= Dataset items =
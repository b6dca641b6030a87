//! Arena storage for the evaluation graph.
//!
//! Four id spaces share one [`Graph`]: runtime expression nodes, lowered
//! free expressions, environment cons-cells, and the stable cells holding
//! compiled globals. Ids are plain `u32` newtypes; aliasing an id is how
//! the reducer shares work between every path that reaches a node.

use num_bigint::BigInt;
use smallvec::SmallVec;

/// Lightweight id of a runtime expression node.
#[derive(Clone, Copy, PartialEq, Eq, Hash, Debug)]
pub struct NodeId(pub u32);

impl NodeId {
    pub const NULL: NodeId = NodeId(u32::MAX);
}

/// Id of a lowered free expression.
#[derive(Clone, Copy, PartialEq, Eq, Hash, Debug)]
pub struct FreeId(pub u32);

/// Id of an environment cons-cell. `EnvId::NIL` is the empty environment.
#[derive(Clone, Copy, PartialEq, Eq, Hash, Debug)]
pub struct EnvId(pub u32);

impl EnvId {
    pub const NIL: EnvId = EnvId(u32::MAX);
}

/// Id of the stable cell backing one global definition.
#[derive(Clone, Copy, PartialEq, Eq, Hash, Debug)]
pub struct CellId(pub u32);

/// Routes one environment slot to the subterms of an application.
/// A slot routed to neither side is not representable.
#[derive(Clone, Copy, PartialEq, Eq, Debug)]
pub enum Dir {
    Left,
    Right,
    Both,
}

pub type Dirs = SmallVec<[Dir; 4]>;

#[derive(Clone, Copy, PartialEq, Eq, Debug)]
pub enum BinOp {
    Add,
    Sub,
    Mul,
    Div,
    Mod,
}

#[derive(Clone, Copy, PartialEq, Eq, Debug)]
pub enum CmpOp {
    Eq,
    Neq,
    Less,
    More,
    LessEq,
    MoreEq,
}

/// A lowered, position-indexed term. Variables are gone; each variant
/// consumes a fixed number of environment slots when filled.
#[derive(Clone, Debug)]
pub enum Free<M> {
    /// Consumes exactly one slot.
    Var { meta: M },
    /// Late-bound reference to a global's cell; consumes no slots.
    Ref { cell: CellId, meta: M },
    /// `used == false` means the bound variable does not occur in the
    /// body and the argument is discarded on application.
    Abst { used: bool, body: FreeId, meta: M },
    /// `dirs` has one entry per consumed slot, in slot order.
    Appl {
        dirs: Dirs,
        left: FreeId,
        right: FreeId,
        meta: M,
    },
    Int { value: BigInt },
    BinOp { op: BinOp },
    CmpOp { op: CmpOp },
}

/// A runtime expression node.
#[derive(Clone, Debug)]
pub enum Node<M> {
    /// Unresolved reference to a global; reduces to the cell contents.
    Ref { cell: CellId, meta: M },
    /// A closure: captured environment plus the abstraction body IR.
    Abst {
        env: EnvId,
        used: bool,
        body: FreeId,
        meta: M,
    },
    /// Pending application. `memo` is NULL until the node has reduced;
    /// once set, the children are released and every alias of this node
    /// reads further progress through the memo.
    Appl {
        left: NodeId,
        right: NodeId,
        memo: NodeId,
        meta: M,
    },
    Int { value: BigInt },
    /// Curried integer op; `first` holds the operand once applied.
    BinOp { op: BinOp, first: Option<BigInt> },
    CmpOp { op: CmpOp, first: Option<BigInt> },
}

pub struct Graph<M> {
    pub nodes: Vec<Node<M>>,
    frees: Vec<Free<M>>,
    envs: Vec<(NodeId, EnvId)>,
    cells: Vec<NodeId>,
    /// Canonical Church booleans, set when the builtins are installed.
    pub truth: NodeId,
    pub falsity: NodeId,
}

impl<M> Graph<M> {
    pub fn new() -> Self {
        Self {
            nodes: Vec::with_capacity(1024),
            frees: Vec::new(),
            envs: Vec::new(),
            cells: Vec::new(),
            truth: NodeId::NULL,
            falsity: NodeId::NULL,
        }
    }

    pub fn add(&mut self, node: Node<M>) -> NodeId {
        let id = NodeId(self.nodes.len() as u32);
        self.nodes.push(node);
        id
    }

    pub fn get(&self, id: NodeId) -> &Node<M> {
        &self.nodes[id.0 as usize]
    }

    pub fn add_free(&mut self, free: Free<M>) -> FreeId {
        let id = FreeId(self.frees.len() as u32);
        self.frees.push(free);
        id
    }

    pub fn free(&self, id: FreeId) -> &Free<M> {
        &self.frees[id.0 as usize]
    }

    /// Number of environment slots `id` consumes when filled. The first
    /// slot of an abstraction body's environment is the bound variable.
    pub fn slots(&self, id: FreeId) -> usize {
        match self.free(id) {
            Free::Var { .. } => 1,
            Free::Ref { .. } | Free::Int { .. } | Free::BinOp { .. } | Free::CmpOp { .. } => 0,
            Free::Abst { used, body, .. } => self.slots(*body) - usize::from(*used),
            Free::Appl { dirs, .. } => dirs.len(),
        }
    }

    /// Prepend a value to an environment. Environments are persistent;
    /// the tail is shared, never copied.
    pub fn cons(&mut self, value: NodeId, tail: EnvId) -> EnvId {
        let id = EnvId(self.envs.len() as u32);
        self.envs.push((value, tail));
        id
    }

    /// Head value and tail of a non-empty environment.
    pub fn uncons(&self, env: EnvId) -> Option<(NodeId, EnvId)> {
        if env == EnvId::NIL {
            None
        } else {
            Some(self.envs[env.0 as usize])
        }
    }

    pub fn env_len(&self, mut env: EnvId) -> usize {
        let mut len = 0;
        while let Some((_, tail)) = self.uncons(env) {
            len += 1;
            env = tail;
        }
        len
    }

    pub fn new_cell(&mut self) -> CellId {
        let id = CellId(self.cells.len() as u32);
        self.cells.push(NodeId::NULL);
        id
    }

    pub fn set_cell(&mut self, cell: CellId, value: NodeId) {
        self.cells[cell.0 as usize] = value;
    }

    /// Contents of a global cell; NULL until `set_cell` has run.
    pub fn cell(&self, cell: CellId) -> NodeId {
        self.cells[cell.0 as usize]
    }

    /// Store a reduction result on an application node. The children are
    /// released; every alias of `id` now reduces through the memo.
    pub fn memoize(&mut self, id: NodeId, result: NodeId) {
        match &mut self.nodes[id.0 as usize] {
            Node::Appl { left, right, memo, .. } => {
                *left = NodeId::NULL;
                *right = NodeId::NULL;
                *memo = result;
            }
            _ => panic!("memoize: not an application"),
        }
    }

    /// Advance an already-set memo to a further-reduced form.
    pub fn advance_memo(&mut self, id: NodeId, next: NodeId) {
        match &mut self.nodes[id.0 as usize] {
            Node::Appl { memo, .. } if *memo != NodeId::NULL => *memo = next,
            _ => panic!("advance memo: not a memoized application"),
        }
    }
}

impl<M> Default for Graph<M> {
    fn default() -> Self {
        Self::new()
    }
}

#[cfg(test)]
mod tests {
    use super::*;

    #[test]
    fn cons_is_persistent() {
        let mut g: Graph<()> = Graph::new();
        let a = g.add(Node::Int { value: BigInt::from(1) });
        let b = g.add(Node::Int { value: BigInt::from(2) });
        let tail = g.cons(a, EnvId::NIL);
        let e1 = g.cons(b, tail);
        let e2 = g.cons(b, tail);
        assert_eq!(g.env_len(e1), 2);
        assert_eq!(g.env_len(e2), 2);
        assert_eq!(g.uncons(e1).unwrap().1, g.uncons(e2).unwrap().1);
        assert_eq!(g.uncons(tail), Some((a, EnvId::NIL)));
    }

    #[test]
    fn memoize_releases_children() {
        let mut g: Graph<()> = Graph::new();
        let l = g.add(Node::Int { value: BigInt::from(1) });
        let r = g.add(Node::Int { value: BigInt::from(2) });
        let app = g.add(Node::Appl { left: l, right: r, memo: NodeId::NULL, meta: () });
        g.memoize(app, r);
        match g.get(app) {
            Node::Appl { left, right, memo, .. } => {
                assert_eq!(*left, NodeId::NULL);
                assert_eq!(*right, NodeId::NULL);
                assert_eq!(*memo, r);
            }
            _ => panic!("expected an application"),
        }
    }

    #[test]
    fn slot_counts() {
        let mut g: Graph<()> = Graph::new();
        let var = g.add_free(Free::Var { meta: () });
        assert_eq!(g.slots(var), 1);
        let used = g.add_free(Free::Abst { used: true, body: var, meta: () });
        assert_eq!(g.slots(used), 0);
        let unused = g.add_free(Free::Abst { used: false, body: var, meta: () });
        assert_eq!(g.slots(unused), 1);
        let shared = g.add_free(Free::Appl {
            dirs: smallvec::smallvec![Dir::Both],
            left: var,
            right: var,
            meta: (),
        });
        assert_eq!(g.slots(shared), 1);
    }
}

* * *

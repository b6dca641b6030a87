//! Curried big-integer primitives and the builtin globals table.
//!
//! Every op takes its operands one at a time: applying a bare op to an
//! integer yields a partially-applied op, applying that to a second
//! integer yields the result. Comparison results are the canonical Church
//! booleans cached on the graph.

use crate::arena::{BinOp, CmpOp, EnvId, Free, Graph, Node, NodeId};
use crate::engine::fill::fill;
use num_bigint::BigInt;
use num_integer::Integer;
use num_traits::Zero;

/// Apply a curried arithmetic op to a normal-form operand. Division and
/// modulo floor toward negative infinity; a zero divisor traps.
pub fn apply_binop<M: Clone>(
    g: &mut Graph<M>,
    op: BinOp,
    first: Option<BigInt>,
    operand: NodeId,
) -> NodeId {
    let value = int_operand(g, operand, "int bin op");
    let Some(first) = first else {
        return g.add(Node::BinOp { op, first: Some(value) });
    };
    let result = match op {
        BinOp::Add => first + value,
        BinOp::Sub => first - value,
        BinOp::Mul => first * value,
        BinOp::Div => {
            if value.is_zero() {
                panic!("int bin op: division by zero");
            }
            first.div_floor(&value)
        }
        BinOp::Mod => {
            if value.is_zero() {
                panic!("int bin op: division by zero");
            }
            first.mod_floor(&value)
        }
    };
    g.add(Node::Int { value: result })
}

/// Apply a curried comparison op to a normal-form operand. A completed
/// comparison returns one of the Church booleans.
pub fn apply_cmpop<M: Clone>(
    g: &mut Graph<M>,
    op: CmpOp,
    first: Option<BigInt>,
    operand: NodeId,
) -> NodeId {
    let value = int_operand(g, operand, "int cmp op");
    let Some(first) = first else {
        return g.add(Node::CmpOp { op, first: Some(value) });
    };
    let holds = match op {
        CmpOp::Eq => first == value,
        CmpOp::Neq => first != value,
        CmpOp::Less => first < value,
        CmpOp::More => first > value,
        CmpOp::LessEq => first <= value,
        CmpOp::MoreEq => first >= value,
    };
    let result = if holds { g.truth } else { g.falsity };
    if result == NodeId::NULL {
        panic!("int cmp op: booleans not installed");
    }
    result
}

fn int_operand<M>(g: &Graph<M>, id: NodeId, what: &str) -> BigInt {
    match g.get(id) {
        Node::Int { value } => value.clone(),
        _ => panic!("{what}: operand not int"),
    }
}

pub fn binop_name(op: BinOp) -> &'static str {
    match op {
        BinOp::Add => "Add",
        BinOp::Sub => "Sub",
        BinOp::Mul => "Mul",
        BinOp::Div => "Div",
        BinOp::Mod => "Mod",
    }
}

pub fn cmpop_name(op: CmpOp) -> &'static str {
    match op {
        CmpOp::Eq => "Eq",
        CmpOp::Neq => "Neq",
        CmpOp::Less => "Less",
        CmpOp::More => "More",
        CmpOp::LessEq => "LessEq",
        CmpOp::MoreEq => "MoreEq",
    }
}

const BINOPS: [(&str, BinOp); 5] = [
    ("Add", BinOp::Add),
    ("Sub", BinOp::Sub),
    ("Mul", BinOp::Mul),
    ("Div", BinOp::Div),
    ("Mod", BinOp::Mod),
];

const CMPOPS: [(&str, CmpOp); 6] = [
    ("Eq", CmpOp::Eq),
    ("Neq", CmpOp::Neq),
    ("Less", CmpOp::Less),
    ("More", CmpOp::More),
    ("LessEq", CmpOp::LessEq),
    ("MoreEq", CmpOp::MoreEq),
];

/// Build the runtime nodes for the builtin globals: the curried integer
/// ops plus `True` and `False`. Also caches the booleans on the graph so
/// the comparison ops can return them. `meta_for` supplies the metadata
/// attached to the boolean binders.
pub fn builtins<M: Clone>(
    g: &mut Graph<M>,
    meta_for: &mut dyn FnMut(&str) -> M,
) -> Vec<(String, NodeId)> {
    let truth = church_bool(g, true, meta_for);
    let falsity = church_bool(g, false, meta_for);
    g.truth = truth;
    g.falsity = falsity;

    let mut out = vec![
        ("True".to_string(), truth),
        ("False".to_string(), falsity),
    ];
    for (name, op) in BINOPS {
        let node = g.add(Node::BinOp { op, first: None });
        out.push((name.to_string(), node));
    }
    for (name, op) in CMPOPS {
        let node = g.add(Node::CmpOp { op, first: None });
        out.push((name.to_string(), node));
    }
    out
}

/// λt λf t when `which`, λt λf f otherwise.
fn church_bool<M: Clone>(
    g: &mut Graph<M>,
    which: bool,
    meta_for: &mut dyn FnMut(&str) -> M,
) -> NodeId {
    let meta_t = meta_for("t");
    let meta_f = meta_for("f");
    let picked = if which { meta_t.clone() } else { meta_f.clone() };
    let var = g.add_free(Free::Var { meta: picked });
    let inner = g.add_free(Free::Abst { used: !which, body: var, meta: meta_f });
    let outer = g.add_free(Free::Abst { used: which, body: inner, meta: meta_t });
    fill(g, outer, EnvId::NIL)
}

= Problem =
Reply with one number, the count of lines in the records that include the word "released".

= Solved problem =
2